• _What you have to do_
Only the lines from the one containing "buffer.clear();" through the end of the listing below belong in your answer; retype them exactly.

• _The input_

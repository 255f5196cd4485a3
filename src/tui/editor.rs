// SPDX-FileCopyrightText: 2026 Bruno Meilick
// SPDX-License-Identifier: LicenseRef-Httplab-FreeUse-NoCopy-NoDerivatives
//
// All rights reserved.
//
// This file is part of httplab and is proprietary software.
// Unauthorized copying, modification, or distribution is prohibited.

//! Pane text buffers and the input policies that edit them.
//!
//! Policies only filter by character class. Whether the text means anything is decided when
//! the response is saved.

use crate::format::response::MAX_STATUS_DIGITS;

/// One key or character event, already stripped of terminal-library details.
#[derive(Debug, Clone, Copy, PartialEq, Eq)]
pub(crate) enum EditInput {
    Char(char),
    Newline,
    Backspace,
    Delete,
    Left,
    Right,
    Up,
    Down,
    Home,
    End,
}

impl EditInput {
    fn is_navigation(self) -> bool {
        matches!(self, Self::Left | Self::Right | Self::Up | Self::Down | Self::Home | Self::End)
    }
}

#[derive(Debug, Clone, Copy, PartialEq, Eq)]
pub(crate) enum EditorPolicy {
    /// Cursor movement only; the text never changes.
    Navigation,
    /// ASCII digits only, at most [`MAX_STATUS_DIGITS`] of them.
    Numeric,
    FreeText,
}

impl EditorPolicy {
    /// Applies `input` to `buffer`. Returns `true` if the text changed.
    pub(crate) fn apply(self, buffer: &mut TextBuffer, input: EditInput) -> bool {
        if input.is_navigation() {
            buffer.navigate(input);
            return false;
        }

        match (self, input) {
            (Self::Navigation, _) => false,
            (Self::Numeric, EditInput::Char(ch)) => {
                if !ch.is_ascii_digit() || buffer.char_count() >= MAX_STATUS_DIGITS {
                    return false;
                }
                buffer.insert_char(ch);
                true
            }
            (Self::Numeric, EditInput::Backspace) => buffer.backspace(),
            (Self::Numeric, _) => false,
            (Self::FreeText, EditInput::Char(ch)) => {
                buffer.insert_char(ch);
                true
            }
            (Self::FreeText, EditInput::Newline) => {
                buffer.insert_newline();
                true
            }
            (Self::FreeText, EditInput::Backspace) => buffer.backspace(),
            (Self::FreeText, EditInput::Delete) => buffer.delete(),
            (Self::FreeText, _) => false,
        }
    }
}

/// Multi-line text with a `(row, column)` cursor counted in chars.
#[derive(Debug, Clone, PartialEq, Eq)]
pub(crate) struct TextBuffer {
    lines: Vec<String>,
    row: usize,
    col: usize,
}

impl Default for TextBuffer {
    fn default() -> Self {
        Self { lines: vec![String::new()], row: 0, col: 0 }
    }
}

impl TextBuffer {
    pub(crate) fn from_text(text: &str) -> Self {
        let mut buffer = Self::default();
        buffer.set_text(text);
        buffer
    }

    pub(crate) fn text(&self) -> String {
        self.lines.join("\n")
    }

    pub(crate) fn lines(&self) -> &[String] {
        &self.lines
    }

    /// Replaces the whole text and moves the cursor to the start.
    pub(crate) fn set_text(&mut self, text: &str) {
        self.lines = text.split('\n').map(str::to_owned).collect();
        self.row = 0;
        self.col = 0;
    }

    pub(crate) fn clear(&mut self) {
        *self = Self::default();
    }

    #[cfg(test)]
    pub(crate) fn is_empty(&self) -> bool {
        self.lines.len() == 1 && self.lines[0].is_empty()
    }

    pub(crate) fn cursor(&self) -> (usize, usize) {
        (self.row, self.col)
    }

    fn char_count(&self) -> usize {
        self.lines.iter().map(|line| line.chars().count()).sum()
    }

    fn line_len(&self, row: usize) -> usize {
        self.lines[row].chars().count()
    }

    fn byte_offset(&self, row: usize, col: usize) -> usize {
        let line = &self.lines[row];
        line.char_indices().nth(col).map(|(idx, _)| idx).unwrap_or(line.len())
    }

    fn insert_char(&mut self, ch: char) {
        let at = self.byte_offset(self.row, self.col);
        self.lines[self.row].insert(at, ch);
        self.col += 1;
    }

    fn insert_newline(&mut self) {
        let at = self.byte_offset(self.row, self.col);
        let tail = self.lines[self.row].split_off(at);
        self.lines.insert(self.row + 1, tail);
        self.row += 1;
        self.col = 0;
    }

    fn backspace(&mut self) -> bool {
        if self.col > 0 {
            self.col -= 1;
            let at = self.byte_offset(self.row, self.col);
            self.lines[self.row].remove(at);
            return true;
        }
        if self.row == 0 {
            return false;
        }
        let line = self.lines.remove(self.row);
        self.row -= 1;
        self.col = self.line_len(self.row);
        self.lines[self.row].push_str(&line);
        true
    }

    fn delete(&mut self) -> bool {
        if self.col < self.line_len(self.row) {
            let at = self.byte_offset(self.row, self.col);
            self.lines[self.row].remove(at);
            return true;
        }
        if self.row + 1 == self.lines.len() {
            return false;
        }
        let next = self.lines.remove(self.row + 1);
        self.lines[self.row].push_str(&next);
        true
    }

    fn navigate(&mut self, input: EditInput) {
        match input {
            EditInput::Left if self.col > 0 => self.col -= 1,
            EditInput::Left if self.row > 0 => {
                self.row -= 1;
                self.col = self.line_len(self.row);
            }
            EditInput::Right if self.col < self.line_len(self.row) => self.col += 1,
            EditInput::Right if self.row + 1 < self.lines.len() => {
                self.row += 1;
                self.col = 0;
            }
            EditInput::Up if self.row > 0 => {
                self.row -= 1;
                self.col = self.col.min(self.line_len(self.row));
            }
            EditInput::Down if self.row + 1 < self.lines.len() => {
                self.row += 1;
                self.col = self.col.min(self.line_len(self.row));
            }
            EditInput::Home => self.col = 0,
            EditInput::End => self.col = self.line_len(self.row),
            _ => {}
        }
    }
}

#[cfg(test)]
mod tests {
    use super::{EditInput, EditorPolicy, TextBuffer};

    fn type_str(policy: EditorPolicy, buffer: &mut TextBuffer, text: &str) {
        for ch in text.chars() {
            policy.apply(buffer, EditInput::Char(ch));
        }
    }

    #[test]
    fn numeric_accepts_only_digits() {
        let mut buffer = TextBuffer::default();
        type_str(EditorPolicy::Numeric, &mut buffer, "2a0 -4");
        assert_eq!(buffer.text(), "204");
    }

    #[test]
    fn numeric_stops_at_five_chars() {
        let mut buffer = TextBuffer::default();
        type_str(EditorPolicy::Numeric, &mut buffer, "1234567");
        assert_eq!(buffer.text(), "12345");

        assert!(EditorPolicy::Numeric.apply(&mut buffer, EditInput::Backspace));
        assert!(EditorPolicy::Numeric.apply(&mut buffer, EditInput::Char('9')));
        assert_eq!(buffer.text(), "12349");
    }

    #[test]
    fn numeric_inserts_at_cursor_and_ignores_newline() {
        let mut buffer = TextBuffer::from_text("24");
        EditorPolicy::Numeric.apply(&mut buffer, EditInput::Right);
        assert!(EditorPolicy::Numeric.apply(&mut buffer, EditInput::Char('0')));
        assert!(!EditorPolicy::Numeric.apply(&mut buffer, EditInput::Newline));
        assert!(!EditorPolicy::Numeric.apply(&mut buffer, EditInput::Delete));
        assert_eq!(buffer.text(), "204");
    }

    #[test]
    fn navigation_moves_cursor_without_editing() {
        let mut buffer = TextBuffer::from_text("GET / HTTP/1.1\nHost: x");
        for input in [EditInput::Char('z'), EditInput::Backspace, EditInput::Newline] {
            assert!(!EditorPolicy::Navigation.apply(&mut buffer, input));
        }
        EditorPolicy::Navigation.apply(&mut buffer, EditInput::Down);
        EditorPolicy::Navigation.apply(&mut buffer, EditInput::End);
        assert_eq!(buffer.cursor(), (1, 7));
        EditorPolicy::Navigation.apply(&mut buffer, EditInput::Down);
        assert_eq!(buffer.cursor(), (1, 7));
        assert_eq!(buffer.text(), "GET / HTTP/1.1\nHost: x");
    }

    #[test]
    fn free_text_edits_across_lines() {
        let mut buffer = TextBuffer::default();
        type_str(EditorPolicy::FreeText, &mut buffer, "A: 1");
        EditorPolicy::FreeText.apply(&mut buffer, EditInput::Newline);
        type_str(EditorPolicy::FreeText, &mut buffer, "B: 2");
        assert_eq!(buffer.text(), "A: 1\nB: 2");

        EditorPolicy::FreeText.apply(&mut buffer, EditInput::Home);
        EditorPolicy::FreeText.apply(&mut buffer, EditInput::Backspace);
        assert_eq!(buffer.text(), "A: 1B: 2");
        assert_eq!(buffer.cursor(), (0, 4));

        EditorPolicy::FreeText.apply(&mut buffer, EditInput::Delete);
        assert_eq!(buffer.text(), "A: 1: 2");
    }

    #[test]
    fn free_text_handles_multibyte_chars() {
        let mut buffer = TextBuffer::from_text("héllo");
        for _ in 0..2 {
            EditorPolicy::FreeText.apply(&mut buffer, EditInput::Right);
        }
        EditorPolicy::FreeText.apply(&mut buffer, EditInput::Backspace);
        assert_eq!(buffer.text(), "hllo");
    }

    #[test]
    fn vertical_moves_clamp_column() {
        let mut buffer = TextBuffer::from_text("short\nlonger line");
        EditorPolicy::FreeText.apply(&mut buffer, EditInput::Down);
        EditorPolicy::FreeText.apply(&mut buffer, EditInput::End);
        EditorPolicy::FreeText.apply(&mut buffer, EditInput::Up);
        assert_eq!(buffer.cursor(), (0, 5));
    }

    #[test]
    fn set_text_resets_cursor() {
        let mut buffer = TextBuffer::from_text("a\nb");
        EditorPolicy::FreeText.apply(&mut buffer, EditInput::Down);
        buffer.set_text("fresh");
        assert_eq!(buffer.cursor(), (0, 0));
        assert!(!buffer.is_empty());
        buffer.clear();
        assert!(buffer.is_empty());
    }

    #[test]
    fn set_text_keeps_carriage_returns() {
        let buffer = TextBuffer::from_text("a\r\nb");
        assert_eq!(buffer.lines(), ["a\r", "b"]);
        assert_eq!(buffer.text(), "a\r\nb");
    }
}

• _Task solution_
        buffer.clear();
        assert!(buffer.is_empty());
    }

    #[test]
    fn set_text_keeps_carriage_returns() {
        let buffer = TextBuffer::from_text("a\r\nb");
        assert_eq!(buffer.lines(), ["a\r", "b"]);
        assert_eq!(buffer.text(), "a\r\nb");
    }
}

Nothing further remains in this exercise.